• **PROBLEM STATEMENT**
In the records below, count every line where the string "const" appears, and reply with the count only.

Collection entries
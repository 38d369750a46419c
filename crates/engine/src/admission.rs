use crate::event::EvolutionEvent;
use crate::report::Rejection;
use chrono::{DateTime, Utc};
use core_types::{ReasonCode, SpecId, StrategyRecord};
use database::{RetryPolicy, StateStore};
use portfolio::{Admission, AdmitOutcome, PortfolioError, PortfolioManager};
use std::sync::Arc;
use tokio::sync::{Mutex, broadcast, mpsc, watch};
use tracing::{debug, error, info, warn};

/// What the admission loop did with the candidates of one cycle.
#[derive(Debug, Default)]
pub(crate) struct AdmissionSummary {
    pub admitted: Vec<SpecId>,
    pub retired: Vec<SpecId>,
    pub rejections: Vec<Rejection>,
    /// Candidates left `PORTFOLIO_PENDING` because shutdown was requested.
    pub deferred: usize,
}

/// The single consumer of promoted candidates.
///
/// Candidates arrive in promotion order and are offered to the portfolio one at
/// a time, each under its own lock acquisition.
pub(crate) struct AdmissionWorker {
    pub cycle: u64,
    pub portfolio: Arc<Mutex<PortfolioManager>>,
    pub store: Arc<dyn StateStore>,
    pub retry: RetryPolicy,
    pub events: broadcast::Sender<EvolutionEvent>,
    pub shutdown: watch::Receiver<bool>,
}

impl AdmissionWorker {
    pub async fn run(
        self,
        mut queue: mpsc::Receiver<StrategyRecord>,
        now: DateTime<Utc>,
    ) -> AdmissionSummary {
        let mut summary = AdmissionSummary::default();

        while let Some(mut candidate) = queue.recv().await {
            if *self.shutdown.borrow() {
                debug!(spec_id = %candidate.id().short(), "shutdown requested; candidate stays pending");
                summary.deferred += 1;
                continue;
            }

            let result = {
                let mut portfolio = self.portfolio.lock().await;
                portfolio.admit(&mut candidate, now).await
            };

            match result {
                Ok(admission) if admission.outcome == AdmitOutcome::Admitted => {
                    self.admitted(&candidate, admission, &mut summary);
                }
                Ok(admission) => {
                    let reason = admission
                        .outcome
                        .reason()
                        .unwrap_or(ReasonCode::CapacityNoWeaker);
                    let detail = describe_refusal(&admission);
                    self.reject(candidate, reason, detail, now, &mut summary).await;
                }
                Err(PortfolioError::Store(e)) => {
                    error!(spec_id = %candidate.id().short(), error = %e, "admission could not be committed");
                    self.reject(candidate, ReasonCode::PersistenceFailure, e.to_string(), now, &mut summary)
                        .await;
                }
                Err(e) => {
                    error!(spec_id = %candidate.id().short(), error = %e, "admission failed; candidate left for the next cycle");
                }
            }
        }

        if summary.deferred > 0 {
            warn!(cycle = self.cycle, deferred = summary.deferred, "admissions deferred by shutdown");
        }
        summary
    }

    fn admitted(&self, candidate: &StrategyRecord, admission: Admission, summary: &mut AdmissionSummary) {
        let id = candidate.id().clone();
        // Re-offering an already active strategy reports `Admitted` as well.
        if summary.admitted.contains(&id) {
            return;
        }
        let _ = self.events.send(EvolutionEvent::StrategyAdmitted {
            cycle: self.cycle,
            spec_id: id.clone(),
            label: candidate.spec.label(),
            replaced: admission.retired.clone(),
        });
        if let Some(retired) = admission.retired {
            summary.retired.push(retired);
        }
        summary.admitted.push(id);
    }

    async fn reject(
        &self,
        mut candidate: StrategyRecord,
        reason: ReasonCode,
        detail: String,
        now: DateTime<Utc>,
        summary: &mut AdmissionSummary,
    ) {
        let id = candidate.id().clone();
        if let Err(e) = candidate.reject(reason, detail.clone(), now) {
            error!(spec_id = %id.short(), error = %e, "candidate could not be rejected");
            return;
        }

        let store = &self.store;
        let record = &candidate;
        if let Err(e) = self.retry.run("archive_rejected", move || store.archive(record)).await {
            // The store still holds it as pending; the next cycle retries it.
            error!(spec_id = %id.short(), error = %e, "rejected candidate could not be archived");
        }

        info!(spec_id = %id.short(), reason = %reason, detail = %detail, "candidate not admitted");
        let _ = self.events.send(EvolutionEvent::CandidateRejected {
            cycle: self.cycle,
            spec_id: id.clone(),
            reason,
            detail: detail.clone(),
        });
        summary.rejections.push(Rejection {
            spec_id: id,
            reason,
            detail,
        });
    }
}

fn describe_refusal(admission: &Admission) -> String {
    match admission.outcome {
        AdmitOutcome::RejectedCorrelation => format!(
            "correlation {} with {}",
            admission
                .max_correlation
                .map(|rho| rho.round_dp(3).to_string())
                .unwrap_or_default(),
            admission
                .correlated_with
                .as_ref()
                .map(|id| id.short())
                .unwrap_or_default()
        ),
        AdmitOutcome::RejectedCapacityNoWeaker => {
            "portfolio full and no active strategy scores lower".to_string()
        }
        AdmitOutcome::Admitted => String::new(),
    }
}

==

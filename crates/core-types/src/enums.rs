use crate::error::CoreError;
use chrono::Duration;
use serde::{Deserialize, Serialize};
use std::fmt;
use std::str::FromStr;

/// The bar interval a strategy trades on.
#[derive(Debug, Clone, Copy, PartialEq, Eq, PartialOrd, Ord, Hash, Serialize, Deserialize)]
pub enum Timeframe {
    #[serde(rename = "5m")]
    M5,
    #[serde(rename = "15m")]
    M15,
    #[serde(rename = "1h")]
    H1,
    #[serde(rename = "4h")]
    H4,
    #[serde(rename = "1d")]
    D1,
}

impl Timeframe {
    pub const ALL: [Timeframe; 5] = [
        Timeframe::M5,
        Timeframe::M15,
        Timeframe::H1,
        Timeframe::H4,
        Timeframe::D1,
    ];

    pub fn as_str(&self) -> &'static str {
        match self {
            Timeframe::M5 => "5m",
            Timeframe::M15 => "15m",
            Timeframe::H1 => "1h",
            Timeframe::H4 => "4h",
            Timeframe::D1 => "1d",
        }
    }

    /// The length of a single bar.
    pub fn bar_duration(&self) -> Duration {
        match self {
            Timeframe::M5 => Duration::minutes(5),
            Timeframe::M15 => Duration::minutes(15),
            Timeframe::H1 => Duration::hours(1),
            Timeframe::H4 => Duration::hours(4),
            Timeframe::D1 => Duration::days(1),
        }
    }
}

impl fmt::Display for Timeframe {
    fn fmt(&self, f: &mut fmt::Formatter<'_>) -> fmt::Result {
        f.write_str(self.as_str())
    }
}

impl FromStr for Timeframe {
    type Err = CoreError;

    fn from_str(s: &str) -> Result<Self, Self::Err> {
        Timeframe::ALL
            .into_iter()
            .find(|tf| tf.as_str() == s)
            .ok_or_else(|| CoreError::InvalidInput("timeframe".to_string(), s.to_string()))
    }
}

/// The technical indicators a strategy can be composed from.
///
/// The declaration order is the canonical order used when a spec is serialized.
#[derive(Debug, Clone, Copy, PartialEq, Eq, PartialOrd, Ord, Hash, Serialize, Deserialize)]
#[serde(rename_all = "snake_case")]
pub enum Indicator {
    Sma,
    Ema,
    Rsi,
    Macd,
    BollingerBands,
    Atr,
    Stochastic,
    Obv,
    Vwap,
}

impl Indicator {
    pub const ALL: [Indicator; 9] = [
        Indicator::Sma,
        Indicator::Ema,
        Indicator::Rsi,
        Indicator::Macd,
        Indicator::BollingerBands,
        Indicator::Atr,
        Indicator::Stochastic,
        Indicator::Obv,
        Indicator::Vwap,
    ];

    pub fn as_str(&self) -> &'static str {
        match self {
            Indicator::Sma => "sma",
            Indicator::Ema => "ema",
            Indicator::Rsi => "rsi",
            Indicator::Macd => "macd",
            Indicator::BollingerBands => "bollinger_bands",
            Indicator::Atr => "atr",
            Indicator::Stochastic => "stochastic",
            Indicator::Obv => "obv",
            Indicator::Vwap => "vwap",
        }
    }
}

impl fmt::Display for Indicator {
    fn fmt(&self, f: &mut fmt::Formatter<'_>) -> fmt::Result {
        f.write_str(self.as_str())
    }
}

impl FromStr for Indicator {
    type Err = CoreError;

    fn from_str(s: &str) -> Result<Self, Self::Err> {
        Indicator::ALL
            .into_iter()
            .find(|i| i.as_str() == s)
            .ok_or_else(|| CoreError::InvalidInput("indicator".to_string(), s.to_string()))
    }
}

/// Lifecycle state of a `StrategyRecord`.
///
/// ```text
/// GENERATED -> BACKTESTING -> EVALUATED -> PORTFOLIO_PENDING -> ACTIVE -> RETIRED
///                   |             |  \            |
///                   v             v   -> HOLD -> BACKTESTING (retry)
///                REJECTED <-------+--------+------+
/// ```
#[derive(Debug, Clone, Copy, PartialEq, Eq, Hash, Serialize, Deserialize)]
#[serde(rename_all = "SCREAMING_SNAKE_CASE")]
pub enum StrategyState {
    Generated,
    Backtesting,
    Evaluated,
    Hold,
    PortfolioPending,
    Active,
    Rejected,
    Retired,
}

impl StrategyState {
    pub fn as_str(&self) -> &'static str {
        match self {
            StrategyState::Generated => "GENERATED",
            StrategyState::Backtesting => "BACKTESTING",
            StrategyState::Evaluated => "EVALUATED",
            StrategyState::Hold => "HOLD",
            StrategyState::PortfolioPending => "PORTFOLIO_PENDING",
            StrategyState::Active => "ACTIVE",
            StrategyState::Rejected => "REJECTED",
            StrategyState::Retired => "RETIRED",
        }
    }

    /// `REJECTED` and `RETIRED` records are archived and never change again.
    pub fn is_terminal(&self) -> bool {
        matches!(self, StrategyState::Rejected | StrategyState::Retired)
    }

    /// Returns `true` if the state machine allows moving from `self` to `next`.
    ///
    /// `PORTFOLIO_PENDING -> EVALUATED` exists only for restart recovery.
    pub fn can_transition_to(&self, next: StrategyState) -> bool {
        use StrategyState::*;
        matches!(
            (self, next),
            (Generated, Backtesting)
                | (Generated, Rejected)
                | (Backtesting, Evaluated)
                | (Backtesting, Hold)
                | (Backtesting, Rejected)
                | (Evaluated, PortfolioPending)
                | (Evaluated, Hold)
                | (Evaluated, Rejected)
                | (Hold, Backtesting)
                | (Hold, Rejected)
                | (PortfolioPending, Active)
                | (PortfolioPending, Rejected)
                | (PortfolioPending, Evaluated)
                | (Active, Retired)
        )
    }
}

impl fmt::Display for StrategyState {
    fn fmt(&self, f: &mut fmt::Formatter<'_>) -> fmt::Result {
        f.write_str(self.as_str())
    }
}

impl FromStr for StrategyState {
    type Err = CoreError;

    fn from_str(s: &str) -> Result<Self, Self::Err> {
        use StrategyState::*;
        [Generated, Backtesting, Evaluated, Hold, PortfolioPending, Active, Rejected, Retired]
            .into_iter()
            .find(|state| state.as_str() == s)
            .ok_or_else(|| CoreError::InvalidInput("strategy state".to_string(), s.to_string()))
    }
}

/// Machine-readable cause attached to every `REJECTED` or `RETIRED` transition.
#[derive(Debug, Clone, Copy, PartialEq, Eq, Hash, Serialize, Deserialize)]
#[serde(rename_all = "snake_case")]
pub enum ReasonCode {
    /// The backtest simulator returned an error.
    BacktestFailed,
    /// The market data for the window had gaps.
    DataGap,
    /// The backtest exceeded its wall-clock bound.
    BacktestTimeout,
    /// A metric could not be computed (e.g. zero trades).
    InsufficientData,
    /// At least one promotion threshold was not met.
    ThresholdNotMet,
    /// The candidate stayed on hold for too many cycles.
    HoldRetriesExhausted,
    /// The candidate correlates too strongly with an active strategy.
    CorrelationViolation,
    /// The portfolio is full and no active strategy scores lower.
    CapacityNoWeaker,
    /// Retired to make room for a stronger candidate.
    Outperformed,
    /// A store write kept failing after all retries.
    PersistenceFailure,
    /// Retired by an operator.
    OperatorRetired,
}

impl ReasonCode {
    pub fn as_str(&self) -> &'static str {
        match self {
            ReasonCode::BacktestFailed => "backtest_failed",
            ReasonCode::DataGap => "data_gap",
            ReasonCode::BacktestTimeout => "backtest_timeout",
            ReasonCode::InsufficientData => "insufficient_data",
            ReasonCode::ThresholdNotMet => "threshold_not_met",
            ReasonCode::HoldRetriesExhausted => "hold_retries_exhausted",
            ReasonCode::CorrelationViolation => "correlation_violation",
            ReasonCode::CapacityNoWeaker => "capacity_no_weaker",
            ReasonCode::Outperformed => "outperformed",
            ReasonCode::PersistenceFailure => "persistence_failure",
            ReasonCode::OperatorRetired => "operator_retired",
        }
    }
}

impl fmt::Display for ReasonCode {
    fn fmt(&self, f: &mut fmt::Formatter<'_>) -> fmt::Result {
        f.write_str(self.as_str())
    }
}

• **ANSWER BOX**
2